Sodium nitroprusside-enhanced cardiopulmonary resuscitation improves resuscitation rates after prolonged untreated cardiac arrest in two porcine models

Crit Care Med. 2011 Dec;39(12):2705-10. doi: 10.1097/CCM.0b013e31822668ba.

Abstract

Objective: Sodium nitroprusside-enhanced cardiopulmonary resuscitation consists of active compression-decompression, an impedance threshold device, abdominal binding, and large intravenous doses of sodium nitroprusside. We hypothesize that sodium nitroprusside-enhanced cardiopulmonary resuscitation will significantly increase carotid blood flow and return of spontaneous circulation compared to standard cardiopulmonary resuscitation after prolonged ventricular fibrillation and pulseless electrical activity cardiac arrest.

Design: Prospective randomized animal study.

Setting: Hennepin County Medical Center Animal Laboratory.

Subjects: Forty Yorkshire female farm-bred pigs weighing 32 ± 2 kg.

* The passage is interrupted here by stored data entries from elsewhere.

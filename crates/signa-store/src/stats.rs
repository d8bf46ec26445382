//! Dataset statistics - label -> count view over the mirror

use std::collections::BTreeMap;
use std::fmt;

use signa_core::Sample;

/// Per-label sample counts, ordered by label
#[derive(Debug, Clone, Default, PartialEq, Eq)]
pub struct DatasetStats {
    counts: BTreeMap<String, usize>,
}

impl DatasetStats {
    pub fn from_samples(samples: &[Sample]) -> Self {
        let mut counts: BTreeMap<String, usize> = BTreeMap::new();
        for sample in samples {
            *counts.entry(sample.label.as_str().to_string()).or_default() += 1;
        }
        DatasetStats { counts }
    }

    /// Samples stored for a label; zero for unknown labels
    pub fn count(&self, label: &str) -> usize {
        self.counts.get(label).copied().unwrap_or(0)
    }

    pub fn total(&self) -> usize {
        self.counts.values().sum()
    }

    pub fn is_empty(&self) -> bool {
        self.counts.is_empty()
    }

    /// (label, count) pairs in label order
    pub fn iter(&self) -> impl Iterator<Item = (&str, usize)> {
        self.counts.iter().map(|(l, c)| (l.as_str(), *c))
    }
}

impl fmt::Display for DatasetStats {
    fn fmt(&self, f: &mut fmt::Formatter<'_>) -> fmt::Result {
        let mut first = true;
        for (label, count) in self.iter() {
            if !first {
                f.write_str(" | ")?;
            }
            write!(f, "{}: {}", label, count)?;
            first = false;
        }
        Ok(())
    }
}
//! SIGNA k-NN - Landmark normalization and nearest-neighbor classification
//!
//! This crate turns a raw landmark frame into a translation/scale-invariant
//! feature vector and classifies it against the training set with a
//! brute-force majority vote over the k closest samples.

pub mod classifier;
pub mod features;

pub use classifier::*;
pub use features::*;
//! Prediction window - bounded FIFO over recent labels

use std::collections::VecDeque;

use signa_core::{Label, OrderedTally};

/// Default number of recent predictions considered for stability
pub const DEFAULT_WINDOW_SIZE: usize = 8;

/// Bounded FIFO of the most recent predicted labels
#[derive(Debug, Clone)]
pub struct PredictionWindow {
    entries: VecDeque<Label>,
    capacity: usize,
}

impl PredictionWindow {
    pub fn new(capacity: usize) -> Self {
        PredictionWindow {
            entries: VecDeque::with_capacity(capacity),
            capacity: capacity.max(1),
        }
    }

    /// Push a label, dropping the oldest entry beyond capacity
    pub fn push(&mut self, label: Label) {
        self.entries.push_back(label);
        while self.entries.len() > self.capacity {
            self.entries.pop_front();
        }
    }

    /// Drop all entries. Losing the hand resets stability immediately
    /// rather than letting it decay.
    pub fn clear(&mut self) {
        self.entries.clear();
    }

    pub fn len(&self) -> usize {
        self.entries.len()
    }

    pub fn is_empty(&self) -> bool {
        self.entries.is_empty()
    }

    pub fn capacity(&self) -> usize {
        self.capacity
    }

    /// Majority label over the window in FIFO order, with ties going to the
    /// label that reached the winning count first.
    pub fn majority(&self) -> Option<(Label, usize)> {
        let tally: OrderedTally = self.entries.iter().collect();
        tally.best().map(|(label, count)| (label.clone(), count))
    }

    /// Fraction of the window agreeing on the majority label; 0.0 when empty
    pub fn stability(&self) -> f32 {
        match self.majority() {
            Some((_, count)) => count as f32 / self.entries.len() as f32,
            None => 0.0,
        }
    }
}

impl Default for PredictionWindow {
    fn default() -> Self {
        PredictionWindow::new(DEFAULT_WINDOW_SIZE)
    }
}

Interventions: In protocol A, 24 isoflurane-anesthetized pigs underwent 15 mins of untreated ventricular fibrillation and were subsequently randomized to receive standard cardiopulmonary resuscitation (n = 6), active compression-decompression cardiopulmonary resuscitation + impedance threshold device (n = 6), or sodium nitroprusside-enhanced cardiopulmonary resuscitation (n = 12) for up to 15 mins. First defibrillation was attempted at minute 6 of cardiopulmonary resuscitation. In protocol B, a separate group of 16 pigs underwent 10 mins of untreated ventricular fibrillation followed by 3 mins of chest compression only cardiopulmonary resuscitation followed by countershock-induced pulseless electrical activity, after which animals were randomized to standard cardiopulmonary resuscitation (n = 8) or sodium nitroprusside-enhanced cardiopulmonary resuscitation (n = 8).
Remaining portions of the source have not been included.